Pyramids' self-titled effort is described in several different places as "bliss-metal," which means nothing to me. I'd describe it as shoegaze-y ambient post-metal, but whatever, to each his/her own, I suppose. If nothing else, “bliss metal” is more succinct.
From the opener "Sleds," the band establishes a breezy, atmospheric, swirling mix of guitars, synths and distant vocals, like Radiohead mixed with Jesu. Second track "Igloo" introduces martial drumming, almost black-metal, filtered and compressed into a spacey mechanized pounding beneath the layered vocals and the ever present guitars that swell and collapse back into themselves. Everything is drenched in delay and/or warm fuzzy tones.
The remainder of the record expands upon the premises laid out by those two tracks. Pyramids alternates between tracks closer to the beautiful or to the mechanical—exemplary of the former is "The Echo Of Something Lovely," which mines a spaciness akin to early kosmische muzik heavyweights like Popol Vuh. An example of the latter is “End Resolve,” which marries the eerie fuzziness of My Bloody Valentine to a bleak industrialized ethic. “This House Is Like Any Other World” introduces some beautiful classical melodies over the stop-start punch of the drumming and is arguably the finest moment on a record filled with a plethora of interchangeably fine moments.

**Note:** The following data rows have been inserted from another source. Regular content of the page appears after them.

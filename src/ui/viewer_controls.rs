use bevy::prelude::*;
use bevy_egui::{egui, EguiContexts};

use crate::viewer::{ImageSession, ResetViewRequest, ZoomInRequest, ZoomOutRequest};

/// Floating zoom controls in the bottom-right corner of the viewport.
/// These work regardless of the active tool.
pub fn zoom_controls_ui(
    mut contexts: EguiContexts,
    session: Res<ImageSession>,
    mut zoom_in: MessageWriter<ZoomInRequest>,
    mut zoom_out: MessageWriter<ZoomOutRequest>,
    mut reset_view: MessageWriter<ResetViewRequest>,
) -> Result {
    if session.current.is_none() {
        return Ok(());
    }

    egui::Area::new(egui::Id::new("zoom_controls"))
        .anchor(egui::Align2::RIGHT_BOTTOM, egui::vec2(-16.0, -16.0))
        .show(contexts.ctx_mut()?, |ui| {
            ui.horizontal(|ui| {
                ui.spacing_mut().item_spacing.x = 4.0;

                if ui
                    .add(egui::Button::new("+").min_size(egui::vec2(28.0, 28.0)))
                    .on_hover_text("Zoom in")
                    .clicked()
                {
                    zoom_in.write(ZoomInRequest);
                }
                if ui
                    .add(egui::Button::new("−").min_size(egui::vec2(28.0, 28.0)))
                    .on_hover_text("Zoom out")
                    .clicked()
                {
                    zoom_out.write(ZoomOutRequest);
                }
                if ui
                    .add(egui::Button::new("Fit").min_size(egui::vec2(28.0, 28.0)))
                    .on_hover_text("Reset view")
                    .clicked()
                {
                    reset_view.write(ResetViewRequest);
                }
            });
        });
    Ok(())
}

It's hard to really describe this one too much—it just sort of is what it is, and the combination of shoegaze and industrialized post-metal will either carry you off to some distant land or bore you to tears after two songs. I will say that I was somewhat split: at times, I found that Pyramids had a tendency to slide into the background. But when approached properly, I found it to be an intriguing listen. It was brilliant when I was in the right mood, which was to say, at times when I wanted a great record that I didn’t always have to focus upon directly. Not to second-guess or backpedal, but that last sentence is not to say that Pyramids is a passive listening experience—it’s somewhat insidious, really. It creeps into your brain like a film score, underpinning whatever you’re doing at that moment and ascribing some cinematic quality to your daily routine. For what it is, which is ultimately mood music, it’s very well done, but sadly, by its very nature, it’s not for a closed-minded “dude, let’s just RAWK!” listener. The adventurous and the fans of exceptional free-form post-metal will find much merit within, and the rest will incorrectly think that anyone could do this.